SurfaceCity : Weekly Dig & Other Writing

I started copyediting Boston's Weekly Dig in February 2000, and began to write for them a few months after that. Every Sunday I would spend 10-12 hours in a Chinatown loft, staring at a computer screen (paper was scarce so I read articles on screen instead of printing them, which of course lessens accuracy) working for free. Listed below is what I've published with the paper.

phoenix chainsThere is a myriad of mediocre publications (weekly, biweekly and monthly ) in Boston, ranging from Boston Magazine, which packages its reporting so it fits the upscale-suburbanite view of Boston, to Stuff@night, which is little more than a vehicle for nighlife advertisements, separated by an event calendar, fashion spread and minor-league celebrity gossip, and whose self-given shorthand name, S@n, when spelled out is only one letter away from Satan.

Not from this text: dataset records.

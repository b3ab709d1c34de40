//! Store section keys and their display labels.

pub const OTHER_SECTION: &str = "OTHER";

const SECTION_LABELS: &[(&str, &str)] = &[
    ("DAIRY", "Dairy Aisle"),
    ("BEVERAGE", "Beverages"),
    ("DELI", "Deli Aisle"),
    ("BREAKFAST", "Breakfast"),
    ("MEAT_SEAFOOD", "Meat & Seafood Aisle"),
    ("BREAD", "Bread or Bakery Aisle"),
    ("CHEESE", "Cheese Aisle"),
    ("CANNED", "Canned Goods"),
    ("DRY_GOOD", "Dry Goods"),
    ("SNACK", "Snack Aisle"),
    ("PRODUCE", "Produce Section"),
    ("FROZEN", "Frozen Foods"),
    ("INTERNATIONAL", "International Foods"),
    ("SPICES", "Spice Aisle"),
    (OTHER_SECTION, "Other"),
];

/// All section keys the backend knows about, in label-table order.
pub fn known_sections() -> impl Iterator<Item = &'static str> {
    SECTION_LABELS.iter().map(|(key, _)| *key)
}

/// Human-readable heading for a section key. Unknown keys are shown as-is.
pub fn format_section_name(key: &str) -> &str {
    SECTION_LABELS
        .iter()
        .find(|(known, _)| *known == key)
        .map(|(_, label)| *label)
        .unwrap_or(key)
}

/// Canonical form of a section key: trimmed, uppercased, inner whitespace
/// collapsed to `_`. Missing or blank keys land in `OTHER`.
pub fn normalize_section_key(raw: Option<&str>) -> String {
    let trimmed = raw.map(str::trim).unwrap_or_default();
    if trimmed.is_empty() {
        return OTHER_SECTION.to_string();
    }
    trimmed
        .split_whitespace()
        .collect::<Vec<_>>()
        .join("_")
        .to_uppercase()
}
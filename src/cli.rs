use clap::{Args, Parser, Subcommand};

use crate::models::{RecipeId, UserId};

#[derive(Parser, Debug)]
#[command(author, version, about = "Weekly meal prep and grocery list tool", long_about = None)]
pub struct Cli {
    #[command(subcommand)]
    pub command: Command,
}

#[derive(Subcommand, Debug)]
pub enum Command {
    /// Build the grocery list for a prep
    List(ListArgs),
    /// Show serving progress for a local prep file
    Progress {
        /// Path to the prep JSON file
        #[arg(short, long)]
        prep: String,
    },
    /// Show or change the store section order
    SectionOrder {
        #[command(subcommand)]
        action: SectionOrderAction,
    },
    /// Manage extra items added to the current prep's list
    Custom {
        #[command(subcommand)]
        action: CustomAction,
    },
    /// List the units offered for ingredient entry
    Units {
        #[arg(long)]
        metric: bool,
    },
    /// Save a local prep file as the current prep or as a named past prep
    SavePrep {
        #[arg(short, long)]
        prep: String,
        /// Overwrite the current prep on the backend
        #[arg(long, conflicts_with = "past_name")]
        current: bool,
        /// Save as a past prep with this name
        #[arg(long)]
        past_name: Option<String>,
    },
}

#[derive(Args, Debug)]
#[group(required = true, multiple = false)]
pub struct ListSource {
    /// Path to a local prep JSON file
    #[arg(short, long)]
    pub prep: Option<String>,
    /// Use the current prep saved on the backend
    #[arg(long)]
    pub current: bool,
    /// Use a saved past prep by id
    #[arg(long)]
    pub past: Option<i64>,
    /// Fetch individual recipes by id; repeat for several
    #[arg(long)]
    pub recipe: Vec<RecipeId>,
}

#[derive(Args, Debug)]
pub struct ListArgs {
    #[command(flatten)]
    pub source: ListSource,
    /// Let the backend group the list, then re-aggregate it locally
    #[arg(long)]
    pub server: bool,
    /// User whose section order is applied
    #[arg(short, long, default_value_t = 0)]
    pub user: UserId,
    /// Also write the list as CSV to this path
    #[arg(long)]
    pub csv: Option<String>,
    /// Prefer metric units when the backend supports it
    #[arg(long)]
    pub metric: bool,
    /// Use the section order saved on the backend instead of the local file
    #[arg(long)]
    pub remote_order: bool,
}

#[derive(Subcommand, Debug)]
pub enum SectionOrderAction {
    Show {
        #[arg(short, long, default_value_t = 0)]
        user: UserId,
        #[arg(long)]
        remote: bool,
    },
    Set {
        #[arg(short, long, default_value_t = 0)]
        user: UserId,
        #[arg(long)]
        remote: bool,
        /// Section keys in the desired order, e.g. PRODUCE DAIRY
        #[arg(required = true)]
        sections: Vec<String>,
    },
}

#[derive(Subcommand, Debug)]
pub enum CustomAction {
    Add { item: String },
    Remove { item: String },
    List,
    Clear,
}

pub fn parse_args() -> Cli {
    Cli::parse()
}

The Boston Phoenix, which started decades ago as a free weekly alternative paper known as Boston After Dark, has recently started to emerge from the "everything to everyone" period it went through in the mid-to-late 1990s, when it would come as no surprise to find articles about Creed, the Libertarian Party and a $30 a plate restaurant like The Vault in the same issue, and return to its liberal roots.

There are still some overly-ambituous stories that the Phoenix runs that give the impression that it's trying to compete with the Globe and Herald, and it still on occasion publishes whiny, insipid editorials, some of which sound like they were lifted from a Rush Limbaugh radio broadcast. For instance, Nader bashing was a favorite sport around election time; another editorial attempted to justify the acquittal of the NYC cops who shot Amadou Diallo. But, when viewed in context of the Boston publishing scene, it (along with the Improper Bostonian) tends to stand out from the drivel.

Undoubtedly, the Weekly Dig has the smallest circulation among the above-mentioned publications. But it's worth mentioning that the Dig isn't backed by a local media giant like the Phoenix Media Communications Group and operates with a largely unpaid staff.

There are also a number of small-circulation neighborhood papers which stick largely to covering on neighborhood issues, and while they may appear less-than-professional at times, the retain a loyal following and often report on issues that the larger dailies ignore.